//! Settings management for CLI set/unset commands.

use std::fmt;

use crate::core::config::data::path_display;
use crate::core::config::{Config, ConfigError};
use crate::core::session::{validate_max_tokens, validate_temperature};
use crate::utils::url::is_http_url;

pub const SETTING_KEYS: &[&str] = &[
    "default-model",
    "temperature",
    "max-tokens",
    "system-message",
    "base-url",
    "tool-server",
    "use-tool-servers",
];

/// Errors that can occur when setting or unsetting configuration values.
#[derive(Debug)]
pub enum SettingError {
    /// The provided setting key is not recognized.
    UnknownKey(String),
    /// The value could not be parsed or is out of range.
    InvalidValue { key: &'static str, message: String },
    /// The provided value could not be parsed as a boolean.
    InvalidBoolean(String),
    /// Required arguments are missing.
    MissingArgs {
        hint: &'static str,
        example: &'static str,
    },
    /// An error occurred while persisting the configuration.
    ConfigError(String),
}

impl SettingError {
    /// Print the error message to stderr with appropriate formatting.
    pub fn print(&self) {
        match self {
            SettingError::UnknownKey(key) => {
                eprintln!("❌ Unknown config key: {key}");
                eprintln!("   Available keys: {}", SETTING_KEYS.join(", "));
            }
            SettingError::InvalidValue { key, message } => {
                eprintln!("❌ Invalid value for {key}: {message}");
            }
            SettingError::InvalidBoolean(input) => {
                eprintln!("❌ Invalid boolean value: {input}");
                eprintln!("   Use 'on' or 'off' (also accepts true/false, yes/no)");
            }
            SettingError::MissingArgs { hint, example } => {
                eprintln!("⚠️  {hint}");
                eprintln!("Example: {example}");
            }
            SettingError::ConfigError(msg) => {
                eprintln!("❌ Failed to save configuration: {msg}");
            }
        }
    }

    /// Returns the exit code for this error.
    pub fn exit_code(&self) -> i32 {
        1
    }
}

impl fmt::Display for SettingError {
    fn fmt(&self, f: &mut fmt::Formatter<'_>) -> fmt::Result {
        match self {
            SettingError::UnknownKey(key) => write!(f, "Unknown config key: {key}"),
            SettingError::InvalidValue { key, message } => {
                write!(f, "Invalid value for {key}: {message}")
            }
            SettingError::InvalidBoolean(input) => write!(f, "Invalid boolean value: {input}"),
            SettingError::MissingArgs { hint, .. } => write!(f, "{hint}"),
            SettingError::ConfigError(msg) => write!(f, "Config error: {msg}"),
        }
    }
}

impl std::error::Error for SettingError {}

impl From<ConfigError> for SettingError {
    fn from(err: ConfigError) -> Self {
        SettingError::ConfigError(err.to_string())
    }
}

fn parse_bool(input: &str) -> Result<bool, SettingError> {
    match input.trim().to_ascii_lowercase().as_str() {
        "on" | "true" | "yes" | "1" => Ok(true),
        "off" | "false" | "no" | "0" => Ok(false),
        _ => Err(SettingError::InvalidBoolean(input.to_string())),
    }
}

fn single_arg<'a>(
    args: &'a [String],
    hint: &'static str,
    example: &'static str,
) -> Result<&'a str, SettingError> {
    match args.first().map(|arg| arg.trim()) {
        Some(arg) if !arg.is_empty() => Ok(arg),
        _ => Err(SettingError::MissingArgs { hint, example }),
    }
}

/// Apply `sonarchat set <key> <value...>` to `config`.
pub fn apply_set(config: &mut Config, key: &str, args: &[String]) -> Result<String, SettingError> {
    match key {
        "default-model" => {
            let model = single_arg(
                args,
                "Specify a model id",
                "sonarchat set default-model sonar-pro",
            )?;
            config.default_model = Some(model.to_string());
            Ok(format!("✅ Set default-model to: {model}"))
        }
        "temperature" => {
            let raw = single_arg(
                args,
                "Specify a temperature between 0.0 and 1.0",
                "sonarchat set temperature 0.2",
            )?;
            let value = raw
                .parse::<f32>()
                .map_err(|err| SettingError::InvalidValue {
                    key: "temperature",
                    message: err.to_string(),
                })
                .and_then(|value| {
                    validate_temperature(value).map_err(|err| SettingError::InvalidValue {
                        key: "temperature",
                        message: err.to_string(),
                    })
                })?;
            config.temperature = Some(value);
            Ok(format!("✅ Set temperature to: {value}"))
        }
        "max-tokens" => {
            let raw = single_arg(
                args,
                "Specify the maximum tokens per answer",
                "sonarchat set max-tokens 2000",
            )?;
            let value = raw
                .parse::<u32>()
                .map_err(|err| SettingError::InvalidValue {
                    key: "max-tokens",
                    message: err.to_string(),
                })
                .and_then(|value| {
                    validate_max_tokens(value).map_err(|err| SettingError::InvalidValue {
                        key: "max-tokens",
                        message: err.to_string(),
                    })
                })?;
            config.max_tokens = Some(value);
            Ok(format!("✅ Set max-tokens to: {value}"))
        }
        "system-message" => {
            let message = args.join(" ");
            if message.trim().is_empty() {
                return Err(SettingError::MissingArgs {
                    hint: "Specify the system message",
                    example: "sonarchat set system-message You answer in one paragraph.",
                });
            }
            config.system_message = Some(message.trim().to_string());
            Ok("✅ Set system-message".to_string())
        }
        "base-url" => {
            let url = single_arg(
                args,
                "Specify the API base URL",
                "sonarchat set base-url https://api.perplexity.ai",
            )?;
            if !is_http_url(url) {
                return Err(SettingError::InvalidValue {
                    key: "base-url",
                    message: "must start with http:// or https://".to_string(),
                });
            }
            config.base_url = Some(url.to_string());
            Ok(format!("✅ Set base-url to: {url}"))
        }
        "tool-server" => {
            let url = single_arg(
                args,
                "Specify the tool server URL",
                "sonarchat set tool-server http://localhost:9000",
            )?;
            if !is_http_url(url) {
                return Err(SettingError::InvalidValue {
                    key: "tool-server",
                    message: "must start with http:// or https://".to_string(),
                });
            }
            if config.add_tool_server(url) {
                Ok(format!("✅ Added tool server: {url}"))
            } else {
                Ok(format!("Tool server already configured: {url}"))
            }
        }
        "use-tool-servers" => {
            let raw = single_arg(
                args,
                "Specify on or off",
                "sonarchat set use-tool-servers on",
            )?;
            let enabled = parse_bool(raw)?;
            config.use_tool_servers = Some(enabled);
            let state = if enabled { "on" } else { "off" };
            Ok(format!("✅ Set use-tool-servers to: {state}"))
        }
        other => Err(SettingError::UnknownKey(other.to_string())),
    }
}

/// Apply `sonarchat unset <key> [value]` to `config`.
pub fn apply_unset(
    config: &mut Config,
    key: &str,
    value: Option<&str>,
) -> Result<String, SettingError> {
    match key {
        "default-model" => config.default_model = None,
        "temperature" => config.temperature = None,
        "max-tokens" => config.max_tokens = None,
        "system-message" => config.system_message = None,
        "base-url" => config.base_url = None,
        "use-tool-servers" => config.use_tool_servers = None,
        "tool-server" => {
            let Some(url) = value else {
                return Err(SettingError::MissingArgs {
                    hint: "Specify the tool server URL to remove",
                    example: "sonarchat unset tool-server http://localhost:9000",
                });
            };
            return if config.remove_tool_server(url) {
                Ok(format!("✅ Removed tool server: {url}"))
            } else {
                Ok(format!("Tool server not configured: {url}"))
            };
        }
        other => return Err(SettingError::UnknownKey(other.to_string())),
    }
    Ok(format!("✅ Unset {key}"))
}

/// Current values as `key: value` lines, for `sonarchat set` with no key.
pub fn format_settings(config: &Config) -> Vec<String> {
    let settings = config.generation_settings();
    let tool_servers = if config.tool_servers.is_empty() {
        "(none)".to_string()
    } else {
        config.tool_servers.join(", ")
    };
    vec![
        format!("  default-model: {}", settings.model),
        format!("  temperature: {}", settings.temperature),
        format!("  max-tokens: {}", settings.max_tokens),
        format!("  system-message: {}", settings.system_message),
        format!("  base-url: {}", config.base_url()),
        format!("  tool-server: {tool_servers}"),
        format!(
            "  use-tool-servers: {}",
            if config.use_tool_servers.unwrap_or(false) {
                "on"
            } else {
                "off"
            }
        ),
    ]
}

pub fn set_setting(key: Option<&str>, args: &[String]) -> Result<(), SettingError> {
    let Some(key) = key else {
        let config = Config::load()?;
        let path = Config::config_path()?;
        println!("Current configuration ({}):", path_display(&path));
        for line in format_settings(&config) {
            println!("{line}");
        }
        return Ok(());
    };

    let message = Config::mutate(|config| apply_set(config, key, args))?;
    println!("{message}");
    Ok(())
}

pub fn unset_setting(key: &str, value: Option<&str>) -> Result<(), SettingError> {
    let message = Config::mutate(|config| apply_unset(config, key, value))?;
    println!("{message}");
    Ok(())
}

※ ※ ※

TASK TO COMPLETE -> The answer must be every line of the records that holds the string "Result".

EXPECTED ANSWER ->
    fn fmt(&self, f: &mut fmt::Formatter<'_>) -> fmt::Result {
fn parse_bool(input: &str) -> Result<bool, SettingError> {
) -> Result<&'a str, SettingError> {
pub fn apply_set(config: &mut Config, key: &str, args: &[String]) -> Result<String, SettingError> {
) -> Result<String, SettingError> {
pub fn set_setting(key: Option<&str>, args: &[String]) -> Result<(), SettingError> {
pub fn unset_setting(key: &str, value: Option<&str>) -> Result<(), SettingError> {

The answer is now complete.